BRASIL. Constituição da República Federativa do Brasil de 1988. Brasília: Senado Federal, 1988.

BRASIL. Lei n. 14.133, de 1º de abril de 2021. Lei de Licitações e Contratos Administrativos. Diário Oficial da União, Brasília, 1 abr. 2021.

BRASIL. Lei n. 15.266, de 2025. Altera o art. 79 da Lei n. 14.133/2021, criando o Sistema de Compras Expressas. Diário Oficial da União, Brasília, 2025.

BRASIL. Ministério da Gestão e da Inovação em Serviços Públicos. Secretaria de Gestão e Inovação (SEGES). Minuta de Decreto que dispõe sobre a criação e a estruturação do Sistema de Compras Expressas – Sicx. Texto submetido à consulta pública. Brasília, 2026.

BRASIL. Lei Complementar n. 101, de 4 de maio de 2000. Lei de Responsabilidade Fiscal. Diário Oficial da União, Brasília, 5 maio 2000.

BRASIL. Lei Complementar n. 123, de 14 de dezembro de 2006. Estatuto Nacional da Microempresa e da Empresa de Pequeno Porte. Diário Oficial da União, Brasília, 2006.

CAMELO, Bradson; NÓBREGA, Marcos; TORRES, Ronny Charles L. de. Análise econômica das licitações e contratos: de acordo com a Lei nº 14.133/2021 (nova lei de licitações). Belo Horizonte: Fórum, 2022.

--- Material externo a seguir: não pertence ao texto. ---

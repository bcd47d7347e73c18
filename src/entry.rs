//! FAT 32-byte directory entries and 8.3 name coding
//!
//! Special notes about the first byte (`name[0]`) of a directory entry:
//! - 0xE5: the entry is free (deleted).
//! - 0x00: the entry is free, and no allocated entries follow it; a scan may
//!   stop here. A slot search must still examine deleted entries.
//! - 0x05: the real first character is 0xE5 (a valid KANJI lead byte).
//!
//! The name field is two parts: the 8-character main name and a 3-character
//! extension, both trailing-space padded with 0x20 and stored upper case.
//! There is an implied '.' between them that is not stored. Long-file-name
//! entries (attribute 0x0F) are skipped on read and never written.
//!
//! A directory entry with the directory attribute keeps its size field at 0;
//! directories are sized by following their cluster chain to the EOC mark.
//! Every subdirectory starts with the dot entry (pointing at itself) and the
//! dotdot entry (pointing at its parent, cluster 0 when the parent is the
//! root directory).

use alloc::string::String;

use crate::{
    ATTR_ARCHIVE, ATTR_DIRECTORY, ATTR_LONG_NAME, ATTR_VOLUME_ID, DIRENT_SIZE, DIR_ENTRY_DELETED,
    DIR_ENTRY_KANJI, DIR_ENTRY_LAST_AND_UNUSED, DOT, EPOCH_DATE, SPACE,
};

/// Encode a caller name into the packed (name, extension) pair.
///
/// Characters are upper-cased and space padded; anything past the 8/3 limits
/// is dropped, matching what every other FAT driver does to long inputs.
pub fn encode_name(name_str: &str) -> ([u8; 8], [u8; 3]) {
    let mut name = [SPACE; 8];
    let mut ext = [SPACE; 3];

    let bytes = name_str.as_bytes();
    let mut i = 0;
    let mut j = 0;
    while i < bytes.len() && bytes[i] != DOT && j < 8 {
        name[j] = bytes[i].to_ascii_uppercase();
        i += 1;
        j += 1;
    }

    // skip to the extension, dropping any over-length tail
    while i < bytes.len() && bytes[i] != DOT {
        i += 1;
    }
    if i < bytes.len() && bytes[i] == DOT {
        i += 1;
        let mut j = 0;
        while i < bytes.len() && j < 3 {
            ext[j] = bytes[i].to_ascii_uppercase();
            i += 1;
            j += 1;
        }
    }

    (name, ext)
}

/// Decode a packed 8.3 name, trimming padding and inserting the '.' only
/// when the extension is non-empty.
pub fn decode_name(name: &[u8; 8], ext: &[u8; 3]) -> String {
    let mut out = String::new();
    for (i, &b) in name.iter().enumerate() {
        if b == SPACE {
            break;
        }
        if i == 0 && b == DIR_ENTRY_KANJI {
            out.push(DIR_ENTRY_DELETED as char);
        } else {
            out.push(b as char);
        }
    }
    if ext[0] != SPACE {
        out.push('.');
        for &b in ext.iter() {
            if b == SPACE {
                break;
            }
            out.push(b as char);
        }
    }
    out
}

/// FAT 32 Byte Directory Entry Structure
#[derive(Clone, Copy)]
#[repr(packed)]
pub struct DirEntry {
    /// Filename, space padded    Size: 8 bytes    Offset: 0x00
    name: [u8; 8],
    /// Extension, space padded    Size: 3 bytes    Offset: 0x08
    ext: [u8; 3],
    /// Attribute bits; 0x0F marks a long-name entry    Offset: 0x0B
    attr: u8,
    /// Reserved for Windows NT    Offset: 0x0C
    nt_reserved: u8,
    /// Creation time, tenths of a second (0-199)    Offset: 0x0D
    create_time_tenths: u8,
    /// Creation time, 2-second granularity    Offset: 0x0E
    create_time: u16,
    /// Creation date    Offset: 0x10
    create_date: u16,
    /// Last access date    Offset: 0x12
    access_date: u16,
    /// High 16 bits of the first cluster, always 0 on FAT12    Offset: 0x14
    cluster_high: u16,
    /// Last write time    Offset: 0x16
    modify_time: u16,
    /// Last write date    Offset: 0x18
    modify_date: u16,
    /// Low 16 bits of the first cluster    Offset: 0x1A
    cluster_low: u16,
    /// File size in bytes; always 0 for directories    Offset: 0x1C
    file_size: u32,
}

impl DirEntry {
    pub fn empty() -> Self {
        unsafe { core::mem::zeroed() }
    }

    /// Build a fresh entry for `create`; cluster 0, size 0, epoch stamps.
    pub fn new(name_str: &str, attr: u8) -> Self {
        let (name, ext) = encode_name(name_str);
        let mut item = Self::empty();
        item.name = name;
        item.ext = ext;
        item.attr = attr;
        item.cluster_low = 0;
        item.file_size = 0;
        item.create_date = EPOCH_DATE;
        item.modify_date = EPOCH_DATE;
        item.access_date = EPOCH_DATE;
        item
    }

    /// The volume-label entry placed in root slot 0 at format time.
    pub fn volume_label(label: &[u8; 11]) -> Self {
        let mut item = Self::empty();
        item.name.copy_from_slice(&label[0..8]);
        item.ext.copy_from_slice(&label[8..11]);
        item.attr = ATTR_VOLUME_ID;
        item.cluster_low = 0;
        item.file_size = 0;
        item.create_date = EPOCH_DATE;
        item.modify_date = EPOCH_DATE;
        item
    }

    /// The "." entry of a fresh subdirectory; points at the directory itself.
    pub fn dot(cluster: u16) -> Self {
        let mut item = Self::empty();
        item.name = [b'.', SPACE, SPACE, SPACE, SPACE, SPACE, SPACE, SPACE];
        item.ext = [SPACE; 3];
        item.attr = ATTR_DIRECTORY;
        item.cluster_low = cluster;
        item
    }

    /// The ".." entry; `parent` is 0 when the parent is the root directory.
    pub fn dotdot(parent: u16) -> Self {
        let mut item = Self::empty();
        item.name = [b'.', b'.', SPACE, SPACE, SPACE, SPACE, SPACE, SPACE];
        item.ext = [SPACE; 3];
        item.attr = ATTR_DIRECTORY;
        item.cluster_low = parent;
        item
    }

    pub fn attr(&self) -> u8 {
        self.attr
    }

    /// First byte 0x00: nothing used from here to the end of the directory.
    pub fn is_end(&self) -> bool {
        self.name[0] == DIR_ENTRY_LAST_AND_UNUSED
    }

    pub fn is_deleted(&self) -> bool {
        self.name[0] == DIR_ENTRY_DELETED
    }

    /// Free for reuse: deleted, or never used.
    pub fn is_free(&self) -> bool {
        self.is_end() || self.is_deleted()
    }

    pub fn is_long_name(&self) -> bool {
        self.attr == ATTR_LONG_NAME
    }

    pub fn is_dir(&self) -> bool {
        self.attr & ATTR_DIRECTORY != 0
    }

    pub fn is_volume_label(&self) -> bool {
        self.attr == ATTR_VOLUME_ID
    }

    /// A dot or dotdot entry of a subdirectory.
    pub fn is_dot_entry(&self) -> bool {
        self.name[0] == b'.'
    }

    pub fn first_cluster(&self) -> u16 {
        self.cluster_low
    }

    pub fn set_first_cluster(&mut self, cluster: u16) {
        self.cluster_low = cluster;
        self.cluster_high = 0;
    }

    pub fn file_size(&self) -> u32 {
        self.file_size
    }

    pub fn set_file_size(&mut self, size: u32) {
        self.file_size = size;
    }

    /// Compare against an already-encoded 8.3 pair; all 11 bytes must match.
    pub fn matches(&self, name: &[u8; 8], ext: &[u8; 3]) -> bool {
        self.name == *name && self.ext == *ext
    }

    /// Human-readable name, e.g. "FOO.TXT".
    pub fn name(&self) -> String {
        decode_name(&self.name, &self.ext)
    }

    /// The raw 11 packed name bytes, as stored.
    pub fn name_bytes(&self) -> [u8; 11] {
        let mut out = [0u8; 11];
        out[0..8].copy_from_slice(&self.name);
        out[8..11].copy_from_slice(&self.ext);
        out
    }

    /// Replace only the name and extension, used by rename.
    pub fn set_name(&mut self, name: [u8; 8], ext: [u8; 3]) {
        self.name = name;
        self.ext = ext;
    }

    /// Mark the entry deleted. The rest of the bytes stay behind.
    pub fn delete(&mut self) {
        self.name[0] = DIR_ENTRY_DELETED;
    }

    pub fn as_bytes(&self) -> &[u8] {
        unsafe { core::slice::from_raw_parts(self as *const Self as *const u8, DIRENT_SIZE) }
    }

    pub fn as_bytes_mut(&mut self) -> &mut [u8] {
        unsafe { core::slice::from_raw_parts_mut(self as *mut Self as *mut u8, DIRENT_SIZE) }
    }
}
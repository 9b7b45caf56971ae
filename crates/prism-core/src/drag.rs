use crate::scene::{NodeId, Scene};

/// Turn `target` about its vertical axis by `delta / scale` radians.
///
/// Used for both pointer drags (delta in pixels) and idle spin (delta is
/// the prism's velocity). Yaw is unbounded.
pub fn rotate_object(scene: &mut Scene, target: Option<NodeId>, delta: f32, scale: f32) {
    if let Some(id) = target {
        scene.rotate_yaw(id, delta / scale);
    }
}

MARRY, Michelle. SICX, Credenciamento e Sustentabilidade: a Nova Fronteira das Compras Públicas. Palestra proferida na Escola de Gestão. [S.l.]: 2025. Apresentação em slides.

PORTAL NACIONAL DE CONTRATAÇÕES PÚBLICAS. Documentação técnica do SICX. Disponível em: <https://pncp.gov.br>. Acesso em: jun. 2026.



[1] https://www.gov.br/contratamaisbrasil/pt-br/central-de-conteudo/eventos/discussao-sobre-a-proposta-de-decreto-que-institui-o-sistema-de-compras-expressas-sicx/proposta-decreto-sicx.pdf/@@display-file/file

[2] CAMELO, Bradson; NÓBREGA, Marcos; TORRES, Ronny Charles L. de. Análise econômica das licitações e contratos: de acordo com a Lei nº 14.133/2021 (nova lei de licitações). Belo Horizonte: Fórum, 2022, páginas 38-42.